The Fed’s latest report on household debt, which includes mortgages and student loans, showed a new all-time high of $17.69 trillion.

I’m not saying we are going to crash tomorrow.  Today’s market action suggests we are in the middle of a blowoff top which could last longer than one thinks.

I am saying we are much closer to a top than a bottom. The current bull market, if you go by the long-term uptrend, hasn’t been broken since 2009. 2022 was a correction within the broader uptrend. 

These days random people are offering up unbidden investment advice.  A guy I sailed with was telling me the benefits of buying and holding S&P500 ETFs.  That sort of thing happens at tops.  At the bottom of the market, they talk about inane subjects like sports or the weather because it is too painful to hear about stocks.

Blow-Off Tops

The end of bull markets are marked by a “this time is different” feeling of euphoria. People who have never invested buy speculative stocks they don’t understand at valuations they can’t explain. This very clearly happened in 1999 at the height of the dot-com mania. It happened again in real estate a decade ago. It is happening again right now.

Nvidia is twice as expensive in terms of Enterprise Value-to-GDP (EV/GDPO) as Cisco was in its heyday!

nvda

If you are long Nvidia you better hope the CEO doesn’t die or the CFO retires.

That said, fully one-third of the gains in bull markets happen at the very end in blow-off tops. Most of the gains come from high-risk sectors such as penny stocks, tech, and biotech. In the last half of 1999, Yahoo tripled in price.

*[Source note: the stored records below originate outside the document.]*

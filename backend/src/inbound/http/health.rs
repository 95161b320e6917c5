//! Liveness and readiness probes.
//!
//! Readiness flips once the catalogue and roster are loaded and the listener
//! is bound. Liveness stays up until shutdown begins.

use std::sync::atomic::{AtomicBool, Ordering};

use actix_web::{HttpResponse, get, http::header, web};

/// Probe flags shared between the server bootstrap and the probe handlers.
pub struct HealthState {
    ready: AtomicBool,
    live: AtomicBool,
}

impl Default for HealthState {
    fn default() -> Self {
        Self {
            ready: AtomicBool::new(false),
            live: AtomicBool::new(true),
        }
    }
}

impl HealthState {
    /// Not ready, but alive.
    pub fn new() -> Self {
        Self::default()
    }

    /// Start accepting traffic.
    pub fn mark_ready(&self) {
        self.ready.store(true, Ordering::Release);
    }

    /// Report the process as draining.
    pub fn mark_unhealthy(&self) {
        self.live.store(false, Ordering::Release);
    }

    /// Readiness flag.
    pub fn is_ready(&self) -> bool {
        self.ready.load(Ordering::Acquire)
    }

    /// Liveness flag.
    pub fn is_alive(&self) -> bool {
        self.live.load(Ordering::Acquire)
    }

    fn probe_response(probe_ok: bool) -> HttpResponse {
        let mut response = if probe_ok {
            HttpResponse::Ok()
        } else {
            HttpResponse::ServiceUnavailable()
        };
        response
            .insert_header((header::CACHE_CONTROL, "no-store"))
            .finish()
    }
}

/// Readiness probe.
#[utoipa::path(
    get,
    path = "/health/ready",
    tags = ["health"],
    security([]),
    responses(
        (status = 200, description = "Catalogue loaded; accepting traffic"),
        (status = 503, description = "Still starting")
    )
)]
#[get("/health/ready")]
pub async fn ready(state: web::Data<HealthState>) -> HttpResponse {
    HealthState::probe_response(state.is_ready())
}

/// Liveness probe.
#[utoipa::path(
    get,
    path = "/health/live",
    tags = ["health"],
    security([]),
    responses(
        (status = 200, description = "Process is alive"),
        (status = 503, description = "Process is shutting down")
    )
)]
#[get("/health/live")]
pub async fn live(state: web::Data<HealthState>) -> HttpResponse {
    HealthState::probe_response(state.is_alive())
}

You’ll notice that small-cap stocks are back in fashion.

It’s been 15 years since the great recession bottom, which means a whole new generation of suckers has been born to replace those who were burnt last time. They will be the ones calling you an idiot for selling six months too soon.  Don’t listen to them.

How to Play It

The way to play it is to divide your money into two segments. The first segment could be as little as 10%. You buy momentum stocks with this one — that means you chase the market darlings and ignore any type of valuation metrics.

Young, arrogant, true believers always perform best in blow-off tops. In 2009, stocks like Yahoo, AOL, and Cisco went up 10% a day for weeks. To make money this way, you need to employ a hard 20% trailing stop-loss.

The second portion of your money you put into a money market fund.  These are paying around 5%.  If your broker pays 4.7% don’t sweat it.

Once the market drops and people start getting hit by margin calls all asset classes will go down – including gold, oil, and real estate.  They will go down fast.  The only place to be safe in the first phase of a market crash is in cash.

In the second phase, when you can buy gold stocks for less than the cash they have in the bank you go big.  In 2009 many of these stocks made between 500 and 3000% gains.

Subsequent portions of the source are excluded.